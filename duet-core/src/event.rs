//! Timeline event types.
//!
//! Events arrive from whichever screen or file loaded them and are handed
//! to the layout passes as plain in-memory lists. Instants are always
//! stored in UTC; the zone an event is rendered in is decided later by
//! [`crate::timezone::DisplayZone`].

use std::fmt;

use chrono::{DateTime, Duration, Utc};
use serde::{Deserialize, Serialize};

use crate::error::{DuetError, DuetResult};
use crate::timezone::parse_tz;

/// A calendar event shown on the shared timeline.
#[derive(Debug, Clone, PartialEq, Serialize, Deserialize)]
pub struct TimelineEvent {
    pub id: String,
    pub title: String,
    #[serde(default, skip_serializing_if = "Option::is_none")]
    pub description: Option<String>,
    #[serde(default, skip_serializing_if = "Option::is_none")]
    pub location: Option<String>,
    pub start: DateTime<Utc>,
    pub end: DateTime<Utc>,
    /// IANA zone stamped on the event when it was created
    #[serde(default, skip_serializing_if = "Option::is_none")]
    pub source_timezone: Option<String>,
    /// All-day events carry UTC-midnight instants and span whole dates
    #[serde(default)]
    pub all_day: bool,
    #[serde(default)]
    pub event_type: EventType,
    #[serde(default)]
    pub category: EventCategory,
    #[serde(default)]
    pub priority: EventPriority,
    #[serde(default, skip_serializing_if = "Option::is_none")]
    pub recurrence: Option<Recurrence>,
    #[serde(default)]
    pub notifications: NotificationSettings,
    #[serde(default)]
    pub owner: Owner,
}

#[derive(Debug, Clone, Copy, Default, PartialEq, Eq, Serialize, Deserialize)]
#[serde(rename_all = "snake_case")]
pub enum EventType {
    Date,
    Anniversary,
    Meeting,
    Reminder,
    Task,
    #[default]
    Other,
}

#[derive(Debug, Clone, Copy, Default, PartialEq, Eq, Serialize, Deserialize)]
#[serde(rename_all = "snake_case")]
pub enum EventCategory {
    #[default]
    Personal,
    Shared,
    Work,
    Health,
    Social,
}

impl EventCategory {
    /// Map an ICS CATEGORIES value onto a category (case-insensitive).
    pub fn from_label(label: &str) -> Option<Self> {
        match label.trim().to_ascii_lowercase().as_str() {
            "personal" => Some(EventCategory::Personal),
            "shared" | "couple" => Some(EventCategory::Shared),
            "work" | "business" => Some(EventCategory::Work),
            "health" | "fitness" => Some(EventCategory::Health),
            "social" => Some(EventCategory::Social),
            _ => None,
        }
    }
}

#[derive(Debug, Clone, Copy, Default, PartialEq, Eq, PartialOrd, Ord, Serialize, Deserialize)]
#[serde(rename_all = "snake_case")]
pub enum EventPriority {
    Low,
    #[default]
    Normal,
    High,
}

impl EventPriority {
    /// Map an RFC 5545 PRIORITY value (0 = undefined, 1 = highest, 9 = lowest).
    pub fn from_ics(value: u8) -> Self {
        match value {
            1..=4 => EventPriority::High,
            6..=9 => EventPriority::Low,
            _ => EventPriority::Normal,
        }
    }
}

/// Whose calendar an event belongs to in the dual view.
#[derive(Debug, Clone, Copy, Default, PartialEq, Eq, Hash, Serialize, Deserialize)]
#[serde(rename_all = "snake_case")]
pub enum Owner {
    #[default]
    User,
    Partner,
}

/// Recurrence rule for a master event.
#[derive(Debug, Clone, PartialEq, Serialize, Deserialize)]
pub struct Recurrence {
    /// RRULE value without the `RRULE:` prefix, e.g. `FREQ=WEEKLY;BYDAY=FR`
    pub rrule: String,
    /// Occurrence start instants to skip
    #[serde(default, skip_serializing_if = "Vec::is_empty")]
    pub exdates: Vec<DateTime<Utc>>,
}

#[derive(Debug, Clone, PartialEq, Serialize, Deserialize)]
pub struct NotificationSettings {
    pub enabled: bool,
    /// Minutes before start at which to notify
    #[serde(default)]
    pub minutes_before: Vec<i64>,
}

impl Default for NotificationSettings {
    fn default() -> Self {
        NotificationSettings {
            enabled: true,
            minutes_before: Vec::new(),
        }
    }
}

/// An event that could not be placed on the timeline, and why.
#[derive(Debug, Clone, PartialEq, Serialize)]
pub struct RejectedEvent {
    pub event_id: String,
    pub reason: String,
}

impl RejectedEvent {
    pub fn new(event_id: &str, err: &DuetError) -> Self {
        RejectedEvent {
            event_id: event_id.to_string(),
            reason: err.to_string(),
        }
    }
}

impl TimelineEvent {
    /// Create a timed event with default type, category, and priority.
    pub fn new(
        id: impl Into<String>,
        title: impl Into<String>,
        start: DateTime<Utc>,
        end: DateTime<Utc>,
    ) -> Self {
        TimelineEvent {
            id: id.into(),
            title: title.into(),
            description: None,
            location: None,
            start,
            end,
            source_timezone: None,
            all_day: false,
            event_type: EventType::default(),
            category: EventCategory::default(),
            priority: EventPriority::default(),
            recurrence: None,
            notifications: NotificationSettings::default(),
            owner: Owner::default(),
        }
    }

    pub fn with_source_timezone(mut self, tzid: impl Into<String>) -> Self {
        self.source_timezone = Some(tzid.into());
        self
    }

    pub fn with_owner(mut self, owner: Owner) -> Self {
        self.owner = owner;
        self
    }

    pub fn with_recurrence(mut self, recurrence: Recurrence) -> Self {
        self.recurrence = Some(recurrence);
        self
    }

    /// Check the invariants the layout passes rely on.
    pub fn validate(&self) -> DuetResult<()> {
        if self.end < self.start {
            return Err(DuetError::InvalidRange {
                id: self.id.clone(),
                start: self.start,
                end: self.end,
            });
        }
        if let Some(tzid) = &self.source_timezone {
            parse_tz(tzid)?;
        }
        Ok(())
    }

    pub fn duration(&self) -> Duration {
        self.end - self.start
    }

    pub fn is_recurring(&self) -> bool {
        self.recurrence.is_some()
    }

    /// End used for overlap checks; zero-length events occupy one minute.
    pub fn visible_end(&self) -> DateTime<Utc> {
        self.end.max(self.start + Duration::minutes(1))
    }

    /// Half-open `[start, end)` intersection test.
    pub fn overlaps(&self, other: &TimelineEvent) -> bool {
        self.start < other.visible_end() && other.start < self.visible_end()
    }
}

impl fmt::Display for TimelineEvent {
    fn fmt(&self, f: &mut fmt::Formatter) -> fmt::Result {
        write!(f, "{}", self.title)
    }
}
mod commands;
mod input;
mod logging;
mod render;

use std::path::PathBuf;

use anyhow::Result;
use clap::{Parser, Subcommand};
use duet_core::config::DuetConfig;

use crate::input::DisplayArgs;

#[derive(Parser)]
#[command(name = "duet")]
#[command(about = "Lay out shared calendar events as day, week, month and dual timelines")]
struct Cli {
    /// More log output (-v info, -vv debug, -vvv trace)
    #[arg(short, long, action = clap::ArgAction::Count, global = true)]
    verbose: u8,

    /// Less log output (-q errors only, -qq silent)
    #[arg(short, long, action = clap::ArgAction::Count, global = true)]
    quiet: u8,

    /// Config file to use instead of ~/.config/duet/config.toml
    #[arg(long, global = true)]
    config: Option<PathBuf>,

    #[command(subcommand)]
    command: Commands,
}

#[derive(Subcommand)]
enum Commands {
    /// Show one day as overlap clusters
    Day {
        /// Date to show (YYYY-MM-DD, "today", "tomorrow", "yesterday")
        #[arg(short, long)]
        date: Option<String>,

        /// Event files (.ics or .json)
        #[arg(required = true)]
        files: Vec<PathBuf>,

        #[command(flatten)]
        display: DisplayArgs,
    },
    /// Show the week containing a date
    Week {
        /// Any date in the week (YYYY-MM-DD, "today", ...)
        #[arg(short, long)]
        date: Option<String>,

        /// Event files (.ics or .json)
        #[arg(required = true)]
        files: Vec<PathBuf>,

        #[command(flatten)]
        display: DisplayArgs,
    },
    /// Show a month grid
    Month {
        /// Month to show (YYYY-MM), defaults to the current month
        #[arg(short, long)]
        month: Option<String>,

        /// Event files (.ics or .json)
        #[arg(required = true)]
        files: Vec<PathBuf>,

        #[command(flatten)]
        display: DisplayArgs,
    },
    /// Show your events next to your partner's
    Dual {
        /// Date to show (YYYY-MM-DD, "today", ...)
        #[arg(short, long)]
        date: Option<String>,

        /// Your event file
        #[arg(long)]
        user: PathBuf,

        /// Your partner's event file
        #[arg(long)]
        partner: PathBuf,

        /// Also print empty slots
        #[arg(long)]
        all: bool,

        #[command(flatten)]
        display: DisplayArgs,
    },
    /// Convert a time between zones
    Convert {
        /// RFC 3339 instant, or a wall-clock time (YYYY-MM-DDTHH:MM) with --from
        time: String,

        /// Zone to convert to
        #[arg(long)]
        to: String,

        /// Zone the wall-clock time is in
        #[arg(long)]
        from: Option<String>,
    },
    /// Inspect or create the config file
    Config {
        #[command(subcommand)]
        action: ConfigAction,
    },
}

#[derive(Subcommand)]
enum ConfigAction {
    /// Write a commented default config file
    Init {
        /// Overwrite an existing file
        #[arg(long)]
        force: bool,
    },
    /// Print the effective configuration
    Show,
    /// Print the config file location
    Path,
}

fn main() -> Result<()> {
    let cli = Cli::parse();
    logging::init_tracing(cli.verbose, cli.quiet)?;

    let config_path = match cli.config {
        Some(path) => path,
        None => DuetConfig::config_path()?,
    };

    match cli.command {
        Commands::Day {
            date,
            files,
            display,
        } => commands::timeline::run_day(&config_path, date.as_deref(), &files, &display),
        Commands::Week {
            date,
            files,
            display,
        } => commands::timeline::run_week(&config_path, date.as_deref(), &files, &display),
        Commands::Month {
            month,
            files,
            display,
        } => commands::month::run(&config_path, month.as_deref(), &files, &display),
        Commands::Dual {
            date,
            user,
            partner,
            all,
            display,
        } => commands::dual::run(&config_path, date.as_deref(), &user, &partner, all, &display),
        Commands::Convert { time, to, from } => commands::convert::run(&time, &to, from.as_deref()),
        Commands::Config { action } => match action {
            ConfigAction::Init { force } => commands::config::init(&config_path, force),
            ConfigAction::Show => commands::config::show(&config_path),
            ConfigAction::Path => commands::config::path(&config_path),
        },
    }
}
use std::path::{Path, PathBuf};

use anyhow::Result;
use duet_core::timeline::{TimelineView, day_view, week_view};
use duet_core::timezone::TimezonePolicy;
use owo_colors::OwoColorize;
use tracing::info;

use super::{print_json, report_rejected};
use crate::input::{DisplayArgs, load_all, load_config, parse_date};
use crate::render::{Render, ZonedRender};

pub fn run_day(
    config_path: &Path,
    date: Option<&str>,
    files: &[PathBuf],
    display: &DisplayArgs,
) -> Result<()> {
    let options = load_config(config_path, display)?.timeline_options()?;
    let date = parse_date(date, options.zones.viewer)?;
    let events = load_all(files, options.zones.viewer)?;

    info!(%date, events = events.len(), "rendering day");
    let view = day_view(&events, date, &options)?;
    print_view(&view, display.json)
}

pub fn run_week(
    config_path: &Path,
    date: Option<&str>,
    files: &[PathBuf],
    display: &DisplayArgs,
) -> Result<()> {
    let options = load_config(config_path, display)?.timeline_options()?;
    let date = parse_date(date, options.zones.viewer)?;
    let events = load_all(files, options.zones.viewer)?;

    info!(%date, events = events.len(), "rendering week");
    let view = week_view(&events, date, &options)?;
    print_view(&view, display.json)
}

fn print_view(view: &TimelineView, json: bool) -> Result<()> {
    if json {
        return print_json(view);
    }

    let header = match view.policy {
        TimezonePolicy::Viewer => format!("Times in {}", view.zone),
        TimezonePolicy::Source => {
            format!("Times in each event's source zone (fallback {})", view.zone)
        }
    };
    println!("{}", header.dimmed());

    for day in &view.days {
        println!();
        match view.policy {
            TimezonePolicy::Viewer => println!("{}", day.render()),
            TimezonePolicy::Source => println!("{}", day.render_with_zones()),
        }
    }

    report_rejected(&view.rejected);
    Ok(())
}
//! Display-zone selection and instant/wall-clock conversion.
//!
//! A layout pass renders every event in exactly one zone chosen by a single
//! [`TimezonePolicy`]. Conversions never fall back to "now": a bad zone or a
//! wall-clock time inside a DST gap is reported as an error.

use chrono::{DateTime, Duration, LocalResult, NaiveDate, NaiveDateTime, TimeZone, Timelike, Utc};
use chrono_tz::Tz;
use serde::{Deserialize, Serialize};
use tracing::debug;

use crate::error::{DuetError, DuetResult};
use crate::event::TimelineEvent;

/// Which zone events are rendered in.
#[derive(Debug, Clone, Copy, Default, PartialEq, Eq, Serialize, Deserialize)]
#[serde(rename_all = "snake_case")]
pub enum TimezonePolicy {
    /// Everything renders in the viewer's zone
    #[default]
    Viewer,
    /// Each event renders in its stamped source zone, else the viewer's
    Source,
}

/// Resolves the display zone for each event under one policy.
#[derive(Debug, Clone, Copy, PartialEq)]
pub struct DisplayZone {
    pub policy: TimezonePolicy,
    pub viewer: Tz,
}

impl DisplayZone {
    pub fn new(policy: TimezonePolicy, viewer: Tz) -> Self {
        DisplayZone { policy, viewer }
    }

    pub fn zone_for(&self, event: &TimelineEvent) -> DuetResult<Tz> {
        match (self.policy, &event.source_timezone) {
            (TimezonePolicy::Source, Some(tzid)) => parse_tz(tzid),
            _ => Ok(self.viewer),
        }
    }
}

pub fn parse_tz(name: &str) -> DuetResult<Tz> {
    name.trim()
        .parse::<Tz>()
        .map_err(|_| DuetError::UnknownTimezone(name.to_string()))
}

/// The host's zone, or UTC when it cannot be determined.
pub fn system_timezone() -> Tz {
    match iana_time_zone::get_timezone() {
        Ok(name) => parse_tz(&name).unwrap_or_else(|_| {
            debug!(zone = %name, "system timezone not in tz database, using UTC");
            Tz::UTC
        }),
        Err(err) => {
            debug!(error = %err, "could not read system timezone, using UTC");
            Tz::UTC
        }
    }
}

pub fn to_zone(instant: DateTime<Utc>, tz: Tz) -> DateTime<Tz> {
    instant.with_timezone(&tz)
}

/// Convert a wall-clock time in `tz` back to an instant.
///
/// Ambiguous times (DST fold) resolve to the earlier instant. Times inside a
/// DST gap do not exist and are an error.
pub fn from_local(local: NaiveDateTime, tz: Tz) -> DuetResult<DateTime<Utc>> {
    match tz.from_local_datetime(&local) {
        LocalResult::Single(dt) => Ok(dt.with_timezone(&Utc)),
        LocalResult::Ambiguous(earliest, _) => Ok(earliest.with_timezone(&Utc)),
        LocalResult::None => Err(DuetError::NonexistentLocalTime {
            datetime: local,
            tz: tz.name().to_string(),
        }),
    }
}

/// First instant of `date` in `tz`.
///
/// Zones that switch DST at midnight have no 00:00 on that date; the day
/// then starts at the first wall-clock minute that exists.
pub fn start_of_day(date: NaiveDate, tz: Tz) -> DuetResult<DateTime<Utc>> {
    let midnight = date.and_time(chrono::NaiveTime::MIN);
    for minutes in 0..=180 {
        let candidate = midnight + Duration::minutes(minutes);
        if let Ok(instant) = from_local(candidate, tz) {
            return Ok(instant);
        }
    }
    Err(DuetError::NonexistentLocalTime {
        datetime: midnight,
        tz: tz.name().to_string(),
    })
}

/// Wall-clock minutes since local midnight.
pub fn minute_of_day<Z: TimeZone>(local: &DateTime<Z>) -> u32 {
    local.hour() * 60 + local.minute()
}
○ ○ ○ ○ ○
REQUIREMENT: Each line above that contains "EventCategory" must be copied out.

OUTPUT OF THE TASK:
    pub category: EventCategory,
pub enum EventCategory {
impl EventCategory {
            "personal" => Some(EventCategory::Personal),
            "shared" | "couple" => Some(EventCategory::Shared),
            "work" | "business" => Some(EventCategory::Work),
            "health" | "fitness" => Some(EventCategory::Health),
            "social" => Some(EventCategory::Social),
            category: EventCategory::default(),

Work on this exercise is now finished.